### Problem to work on
In the data below, find the line that contains "week += Duration::days(7);" and the line that contains "let mut longest = 0u32;". Copy both, plus every line between them, exactly.
________________________________________
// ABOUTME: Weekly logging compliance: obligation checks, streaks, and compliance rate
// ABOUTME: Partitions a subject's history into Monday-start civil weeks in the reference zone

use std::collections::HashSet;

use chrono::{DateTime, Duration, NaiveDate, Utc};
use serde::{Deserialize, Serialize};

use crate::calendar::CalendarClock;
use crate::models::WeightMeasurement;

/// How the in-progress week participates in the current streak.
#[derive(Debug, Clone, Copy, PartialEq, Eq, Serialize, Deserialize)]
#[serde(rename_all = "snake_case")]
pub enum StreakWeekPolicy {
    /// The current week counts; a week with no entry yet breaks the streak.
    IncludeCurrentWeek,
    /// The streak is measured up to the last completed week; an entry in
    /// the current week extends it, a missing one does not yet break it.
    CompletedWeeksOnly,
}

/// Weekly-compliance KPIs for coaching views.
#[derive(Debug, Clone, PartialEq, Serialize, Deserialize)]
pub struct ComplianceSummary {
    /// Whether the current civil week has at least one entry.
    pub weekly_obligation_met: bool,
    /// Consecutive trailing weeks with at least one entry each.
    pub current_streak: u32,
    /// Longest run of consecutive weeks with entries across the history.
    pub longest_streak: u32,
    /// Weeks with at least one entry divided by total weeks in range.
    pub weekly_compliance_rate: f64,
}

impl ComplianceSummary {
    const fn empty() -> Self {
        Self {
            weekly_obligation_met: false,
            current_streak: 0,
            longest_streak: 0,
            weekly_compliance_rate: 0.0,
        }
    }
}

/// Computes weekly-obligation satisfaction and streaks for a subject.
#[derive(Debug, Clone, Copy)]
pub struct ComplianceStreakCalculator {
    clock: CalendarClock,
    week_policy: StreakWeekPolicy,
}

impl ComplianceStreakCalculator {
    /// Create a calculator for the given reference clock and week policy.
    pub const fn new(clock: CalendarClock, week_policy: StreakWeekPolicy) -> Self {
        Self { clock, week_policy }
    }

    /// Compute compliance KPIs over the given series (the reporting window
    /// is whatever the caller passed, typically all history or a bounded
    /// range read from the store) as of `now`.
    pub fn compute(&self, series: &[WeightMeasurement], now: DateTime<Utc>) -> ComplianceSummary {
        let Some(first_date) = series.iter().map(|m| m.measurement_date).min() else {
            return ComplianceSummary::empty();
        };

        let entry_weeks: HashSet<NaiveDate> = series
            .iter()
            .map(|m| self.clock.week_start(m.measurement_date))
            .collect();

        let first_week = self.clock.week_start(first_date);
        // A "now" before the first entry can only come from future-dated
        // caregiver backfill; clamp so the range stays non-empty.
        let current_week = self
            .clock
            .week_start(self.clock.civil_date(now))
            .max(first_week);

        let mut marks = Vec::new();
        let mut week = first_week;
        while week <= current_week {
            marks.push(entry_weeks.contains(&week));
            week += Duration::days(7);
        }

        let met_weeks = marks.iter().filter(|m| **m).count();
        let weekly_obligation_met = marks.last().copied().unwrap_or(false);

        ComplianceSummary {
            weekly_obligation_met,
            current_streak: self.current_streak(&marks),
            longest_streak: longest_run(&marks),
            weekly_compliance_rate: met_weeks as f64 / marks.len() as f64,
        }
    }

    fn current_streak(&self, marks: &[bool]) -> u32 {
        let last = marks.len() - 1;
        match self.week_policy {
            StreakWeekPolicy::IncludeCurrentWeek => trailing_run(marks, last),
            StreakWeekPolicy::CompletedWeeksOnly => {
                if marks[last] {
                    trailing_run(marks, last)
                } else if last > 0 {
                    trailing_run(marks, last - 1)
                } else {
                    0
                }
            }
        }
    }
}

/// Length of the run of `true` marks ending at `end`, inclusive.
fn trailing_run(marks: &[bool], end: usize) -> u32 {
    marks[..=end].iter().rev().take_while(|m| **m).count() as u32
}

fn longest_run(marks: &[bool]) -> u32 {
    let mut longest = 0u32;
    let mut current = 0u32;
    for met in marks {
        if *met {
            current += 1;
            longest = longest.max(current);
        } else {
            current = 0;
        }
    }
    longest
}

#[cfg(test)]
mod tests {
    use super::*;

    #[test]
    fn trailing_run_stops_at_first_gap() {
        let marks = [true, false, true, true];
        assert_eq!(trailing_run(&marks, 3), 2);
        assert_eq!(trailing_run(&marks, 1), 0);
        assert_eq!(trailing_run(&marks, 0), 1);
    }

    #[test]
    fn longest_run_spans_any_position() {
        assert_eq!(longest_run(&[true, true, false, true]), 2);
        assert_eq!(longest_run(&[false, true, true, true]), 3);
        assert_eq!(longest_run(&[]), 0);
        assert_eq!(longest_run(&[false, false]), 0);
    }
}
________________________________________
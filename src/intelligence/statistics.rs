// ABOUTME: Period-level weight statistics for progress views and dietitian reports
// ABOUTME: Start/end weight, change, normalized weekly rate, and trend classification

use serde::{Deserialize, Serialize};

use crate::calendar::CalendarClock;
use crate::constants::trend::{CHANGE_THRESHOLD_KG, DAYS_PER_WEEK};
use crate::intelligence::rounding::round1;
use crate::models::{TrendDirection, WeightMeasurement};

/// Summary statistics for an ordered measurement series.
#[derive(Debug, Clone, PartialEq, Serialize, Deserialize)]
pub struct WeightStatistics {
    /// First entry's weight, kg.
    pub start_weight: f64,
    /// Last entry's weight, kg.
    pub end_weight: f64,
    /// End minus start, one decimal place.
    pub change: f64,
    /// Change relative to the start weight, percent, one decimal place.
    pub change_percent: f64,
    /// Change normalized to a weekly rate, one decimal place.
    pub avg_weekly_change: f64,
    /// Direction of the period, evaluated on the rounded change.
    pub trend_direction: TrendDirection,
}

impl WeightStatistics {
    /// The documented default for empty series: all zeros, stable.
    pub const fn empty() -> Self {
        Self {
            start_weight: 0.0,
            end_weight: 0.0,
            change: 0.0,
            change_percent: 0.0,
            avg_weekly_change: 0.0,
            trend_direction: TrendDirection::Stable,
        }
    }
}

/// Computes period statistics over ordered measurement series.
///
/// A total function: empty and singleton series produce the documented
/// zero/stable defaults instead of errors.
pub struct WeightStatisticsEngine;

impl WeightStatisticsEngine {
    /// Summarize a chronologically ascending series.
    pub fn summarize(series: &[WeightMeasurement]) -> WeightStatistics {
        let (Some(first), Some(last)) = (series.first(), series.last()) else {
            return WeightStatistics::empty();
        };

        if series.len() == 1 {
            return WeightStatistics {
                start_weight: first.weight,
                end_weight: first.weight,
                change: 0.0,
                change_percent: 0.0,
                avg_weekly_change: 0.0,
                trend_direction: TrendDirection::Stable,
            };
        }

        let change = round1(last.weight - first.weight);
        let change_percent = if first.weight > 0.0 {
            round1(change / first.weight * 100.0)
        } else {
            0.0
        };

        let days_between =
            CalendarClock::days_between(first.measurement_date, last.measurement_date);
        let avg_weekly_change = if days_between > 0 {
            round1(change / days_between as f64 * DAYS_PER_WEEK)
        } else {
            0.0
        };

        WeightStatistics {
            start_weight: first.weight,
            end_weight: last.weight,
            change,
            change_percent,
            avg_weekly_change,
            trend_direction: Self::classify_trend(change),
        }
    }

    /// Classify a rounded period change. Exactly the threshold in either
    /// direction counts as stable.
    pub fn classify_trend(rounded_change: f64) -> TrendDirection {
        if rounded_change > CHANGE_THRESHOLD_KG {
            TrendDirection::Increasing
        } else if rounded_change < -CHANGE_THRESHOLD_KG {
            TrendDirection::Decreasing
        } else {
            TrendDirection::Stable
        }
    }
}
________________________________________
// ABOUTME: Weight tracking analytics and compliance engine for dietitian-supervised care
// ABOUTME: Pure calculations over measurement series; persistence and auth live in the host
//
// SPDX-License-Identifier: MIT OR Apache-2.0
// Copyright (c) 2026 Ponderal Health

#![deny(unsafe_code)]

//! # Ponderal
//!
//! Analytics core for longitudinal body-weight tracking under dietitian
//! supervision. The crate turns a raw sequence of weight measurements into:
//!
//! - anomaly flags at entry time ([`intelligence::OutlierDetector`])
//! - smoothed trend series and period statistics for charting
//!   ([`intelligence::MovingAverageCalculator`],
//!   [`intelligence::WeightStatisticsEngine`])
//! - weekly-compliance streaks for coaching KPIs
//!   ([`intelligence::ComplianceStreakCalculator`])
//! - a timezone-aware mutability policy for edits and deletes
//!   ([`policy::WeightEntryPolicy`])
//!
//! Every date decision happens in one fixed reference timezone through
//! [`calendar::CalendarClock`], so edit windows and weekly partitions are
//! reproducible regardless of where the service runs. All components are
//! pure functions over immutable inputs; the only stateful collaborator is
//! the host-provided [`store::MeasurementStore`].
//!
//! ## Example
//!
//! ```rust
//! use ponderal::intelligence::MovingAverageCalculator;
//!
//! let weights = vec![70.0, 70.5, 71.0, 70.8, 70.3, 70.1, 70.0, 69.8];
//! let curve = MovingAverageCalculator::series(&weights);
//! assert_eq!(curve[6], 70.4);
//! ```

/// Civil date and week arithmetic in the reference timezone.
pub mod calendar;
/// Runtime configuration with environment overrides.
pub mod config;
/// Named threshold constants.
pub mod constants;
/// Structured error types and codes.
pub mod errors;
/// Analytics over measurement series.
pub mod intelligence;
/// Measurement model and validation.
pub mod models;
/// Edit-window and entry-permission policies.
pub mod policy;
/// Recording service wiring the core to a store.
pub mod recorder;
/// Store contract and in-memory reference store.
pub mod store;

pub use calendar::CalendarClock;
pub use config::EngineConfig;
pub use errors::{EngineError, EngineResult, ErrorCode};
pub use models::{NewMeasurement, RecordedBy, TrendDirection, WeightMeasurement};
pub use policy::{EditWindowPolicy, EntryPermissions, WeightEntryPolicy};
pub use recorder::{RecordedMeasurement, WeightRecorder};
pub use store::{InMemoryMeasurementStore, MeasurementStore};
________________________________________
### Task result
            week += Duration::days(7);
        }

        let met_weeks = marks.iter().filter(|m| **m).count();
        let weekly_obligation_met = marks.last().copied().unwrap_or(false);

        ComplianceSummary {
            weekly_obligation_met,
            current_streak: self.current_streak(&marks),
            longest_streak: longest_run(&marks),
            weekly_compliance_rate: met_weeks as f64 / marks.len() as f64,
        }
    }

    fn current_streak(&self, marks: &[bool]) -> u32 {
        let last = marks.len() - 1;
        match self.week_policy {
            StreakWeekPolicy::IncludeCurrentWeek => trailing_run(marks, last),
            StreakWeekPolicy::CompletedWeeksOnly => {
                if marks[last] {
                    trailing_run(marks, last)
                } else if last > 0 {
                    trailing_run(marks, last - 1)
                } else {
                    0
                }
            }
        }
    }
}

/// Length of the run of `true` marks ending at `end`, inclusive.
fn trailing_run(marks: &[bool], end: usize) -> u32 {
    marks[..=end].iter().rev().take_while(|m| **m).count() as u32
}

fn longest_run(marks: &[bool]) -> u32 {
    let mut longest = 0u32;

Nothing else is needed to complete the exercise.